* DESCRIPTION OF THE TASK *
Only lines with the string "HashMap" are wanted. Pull them out of the data.

* INFORMATION GIVEN *
◆ ◆ ◆
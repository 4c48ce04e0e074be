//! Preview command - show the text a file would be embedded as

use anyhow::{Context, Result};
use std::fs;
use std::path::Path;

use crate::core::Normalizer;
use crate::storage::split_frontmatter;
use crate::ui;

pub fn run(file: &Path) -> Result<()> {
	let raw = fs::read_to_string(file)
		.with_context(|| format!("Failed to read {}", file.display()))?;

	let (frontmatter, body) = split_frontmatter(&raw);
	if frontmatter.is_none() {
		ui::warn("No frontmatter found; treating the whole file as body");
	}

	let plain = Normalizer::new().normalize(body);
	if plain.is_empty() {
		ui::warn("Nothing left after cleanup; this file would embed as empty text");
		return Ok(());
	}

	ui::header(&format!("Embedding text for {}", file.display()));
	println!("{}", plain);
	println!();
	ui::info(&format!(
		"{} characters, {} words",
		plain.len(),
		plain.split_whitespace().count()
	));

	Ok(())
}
◆ ◆ ◆
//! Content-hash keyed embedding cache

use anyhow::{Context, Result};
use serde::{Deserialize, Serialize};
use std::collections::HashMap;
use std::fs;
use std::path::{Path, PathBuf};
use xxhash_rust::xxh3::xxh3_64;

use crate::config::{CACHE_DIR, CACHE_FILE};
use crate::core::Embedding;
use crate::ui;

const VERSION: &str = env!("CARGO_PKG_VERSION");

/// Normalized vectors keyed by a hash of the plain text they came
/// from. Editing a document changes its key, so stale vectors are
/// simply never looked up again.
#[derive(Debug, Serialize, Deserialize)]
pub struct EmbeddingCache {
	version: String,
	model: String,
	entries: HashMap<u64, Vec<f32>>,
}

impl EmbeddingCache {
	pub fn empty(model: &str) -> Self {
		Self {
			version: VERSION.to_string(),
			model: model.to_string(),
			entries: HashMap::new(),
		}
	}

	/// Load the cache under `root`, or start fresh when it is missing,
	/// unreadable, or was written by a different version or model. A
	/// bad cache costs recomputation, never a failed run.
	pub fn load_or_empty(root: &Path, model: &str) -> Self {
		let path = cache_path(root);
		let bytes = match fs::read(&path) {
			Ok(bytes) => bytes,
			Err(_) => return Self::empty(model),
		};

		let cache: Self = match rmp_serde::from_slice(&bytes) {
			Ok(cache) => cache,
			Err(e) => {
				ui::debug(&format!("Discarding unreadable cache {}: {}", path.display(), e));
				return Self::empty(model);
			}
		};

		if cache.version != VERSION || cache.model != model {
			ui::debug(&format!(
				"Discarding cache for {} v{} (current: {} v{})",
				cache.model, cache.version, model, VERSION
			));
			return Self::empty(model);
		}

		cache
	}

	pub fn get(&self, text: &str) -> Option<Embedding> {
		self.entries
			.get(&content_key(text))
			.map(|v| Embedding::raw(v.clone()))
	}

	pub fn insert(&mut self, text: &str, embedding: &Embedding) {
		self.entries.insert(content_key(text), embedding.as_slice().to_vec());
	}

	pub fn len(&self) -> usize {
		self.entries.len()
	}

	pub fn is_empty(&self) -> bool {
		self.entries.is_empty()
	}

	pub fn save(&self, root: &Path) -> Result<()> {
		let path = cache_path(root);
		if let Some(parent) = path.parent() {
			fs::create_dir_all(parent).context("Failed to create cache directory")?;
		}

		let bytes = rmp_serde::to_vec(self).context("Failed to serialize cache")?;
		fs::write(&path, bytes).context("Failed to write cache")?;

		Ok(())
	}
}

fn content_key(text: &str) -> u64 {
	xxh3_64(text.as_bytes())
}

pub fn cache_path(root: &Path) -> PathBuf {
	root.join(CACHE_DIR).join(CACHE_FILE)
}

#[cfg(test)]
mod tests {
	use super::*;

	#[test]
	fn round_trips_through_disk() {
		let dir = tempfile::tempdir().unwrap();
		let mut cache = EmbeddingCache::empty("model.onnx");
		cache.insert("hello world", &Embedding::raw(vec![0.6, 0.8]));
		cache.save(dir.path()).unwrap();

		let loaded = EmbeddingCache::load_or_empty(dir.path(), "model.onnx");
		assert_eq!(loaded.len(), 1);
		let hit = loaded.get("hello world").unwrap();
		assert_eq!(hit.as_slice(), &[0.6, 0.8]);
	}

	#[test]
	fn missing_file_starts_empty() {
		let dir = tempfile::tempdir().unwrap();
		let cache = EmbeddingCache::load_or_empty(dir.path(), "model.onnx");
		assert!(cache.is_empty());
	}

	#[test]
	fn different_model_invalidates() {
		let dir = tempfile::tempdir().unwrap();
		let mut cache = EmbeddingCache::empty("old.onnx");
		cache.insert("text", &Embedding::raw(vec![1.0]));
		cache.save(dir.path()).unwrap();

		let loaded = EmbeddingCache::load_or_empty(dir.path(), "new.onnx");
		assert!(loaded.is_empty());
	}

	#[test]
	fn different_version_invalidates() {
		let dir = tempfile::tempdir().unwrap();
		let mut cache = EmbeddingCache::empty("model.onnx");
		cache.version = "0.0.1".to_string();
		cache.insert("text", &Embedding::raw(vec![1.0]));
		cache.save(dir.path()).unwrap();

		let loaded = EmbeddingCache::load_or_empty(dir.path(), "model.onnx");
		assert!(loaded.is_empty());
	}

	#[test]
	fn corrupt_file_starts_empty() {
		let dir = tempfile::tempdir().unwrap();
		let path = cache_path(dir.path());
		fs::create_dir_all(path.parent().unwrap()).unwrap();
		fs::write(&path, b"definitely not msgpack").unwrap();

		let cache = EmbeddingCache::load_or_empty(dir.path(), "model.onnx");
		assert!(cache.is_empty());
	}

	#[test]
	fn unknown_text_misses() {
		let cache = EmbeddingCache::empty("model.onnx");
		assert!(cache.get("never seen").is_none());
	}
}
◆ ◆ ◆
* ANSWER FOR THE TASK *
use std::collections::HashMap;
	entries: HashMap<u64, Vec<f32>>,
			entries: HashMap::new(),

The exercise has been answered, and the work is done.